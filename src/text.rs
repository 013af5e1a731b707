//! Plain-text decoding of provider-supplied strings.
//!
//! The trivia provider encodes question and answer text with HTML entities.
//! All of it is untrusted third-party data, so it is decoded to plain text at
//! the data boundary and never interpreted as markup.

/// Decode HTML entities (`&amp;`, `&#039;`, `&#x27;`, ...) into plain text.
///
/// Unknown or malformed sequences pass through unchanged.
pub fn decode_entities(input: &str) -> String {
    let mut out = String::with_capacity(input.len());
    let mut rest = input;

    while let Some(start) = rest.find('&') {
        out.push_str(&rest[..start]);
        let tail = &rest[start..];

        let Some(end) = tail.find(';') else {
            // No terminator anywhere after this point; the rest is literal.
            out.push_str(tail);
            return out;
        };

        match decode_entity(&tail[1..end]) {
            Some(decoded) => {
                out.push(decoded);
                rest = &tail[end + 1..];
            }
            None => {
                // Not an entity, keep the ampersand and rescan after it.
                out.push('&');
                rest = &tail[1..];
            }
        }
    }

    out.push_str(rest);
    out
}

fn decode_entity(name: &str) -> Option<char> {
    let decoded = match name {
        "amp" => '&',
        "lt" => '<',
        "gt" => '>',
        "quot" => '"',
        "apos" => '\'',
        "nbsp" => ' ',
        "lsquo" => '\u{2018}',
        "rsquo" => '\u{2019}',
        "ldquo" => '\u{201c}',
        "rdquo" => '\u{201d}',
        "ndash" => '\u{2013}',
        "mdash" => '\u{2014}',
        "hellip" => '\u{2026}',
        "deg" => '\u{00b0}',
        "pound" => '\u{00a3}',
        "euro" => '\u{20ac}',
        "eacute" => '\u{00e9}',
        "aacute" => '\u{00e1}',
        "iacute" => '\u{00ed}',
        "oacute" => '\u{00f3}',
        "uacute" => '\u{00fa}',
        "ntilde" => '\u{00f1}',
        "ouml" => '\u{00f6}',
        "uuml" => '\u{00fc}',
        "szlig" => '\u{00df}',
        _ => return decode_numeric(name),
    };
    Some(decoded)
}

fn decode_numeric(name: &str) -> Option<char> {
    let code = name.strip_prefix('#')?;
    let value = match code.strip_prefix('x').or_else(|| code.strip_prefix('X')) {
        Some(hex) => u32::from_str_radix(hex, 16).ok()?,
        None => code.parse::<u32>().ok()?,
    };
    char::from_u32(value)
}

#[cfg(test)]
mod tests {
    use super::*;

    #[test]
    fn decodes_named_entities() {
        assert_eq!(
            decode_entities("Rock &amp; Roll &quot;Hits&quot;"),
            "Rock & Roll \"Hits\""
        );
        assert_eq!(decode_entities("&lt;html&gt;"), "<html>");
    }

    #[test]
    fn decodes_numeric_entities() {
        assert_eq!(decode_entities("Schr&#246;dinger&#039;s cat"), "Schrödinger's cat");
        assert_eq!(decode_entities("&#x27;quoted&#x27;"), "'quoted'");
    }

    #[test]
    fn passes_plain_text_through() {
        assert_eq!(decode_entities("What year was 1984 published?"), "What year was 1984 published?");
        assert_eq!(decode_entities(""), "");
    }

    #[test]
    fn keeps_unknown_sequences_literal() {
        assert_eq!(decode_entities("AT&T"), "AT&T");
        assert_eq!(decode_entities("fish & chips; with salt"), "fish & chips; with salt");
        assert_eq!(decode_entities("&bogus;"), "&bogus;");
        assert_eq!(decode_entities("&#xzz;"), "&#xzz;");
    }

    #[test]
    fn decodes_adjacent_entities() {
        assert_eq!(decode_entities("&amp;&amp;&amp;"), "&&&");
    }

    #[test]
    fn markup_stays_inert_text() {
        // A hostile payload decodes to the literal characters, nothing more.
        let decoded = decode_entities("&lt;script&gt;alert(1)&lt;/script&gt;");
        assert_eq!(decoded, "<script>alert(1)</script>");
    }
}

→ THE TASK: Count every line of the records that holds "provider". State the number, nothing else.

→ SOLUTION: 2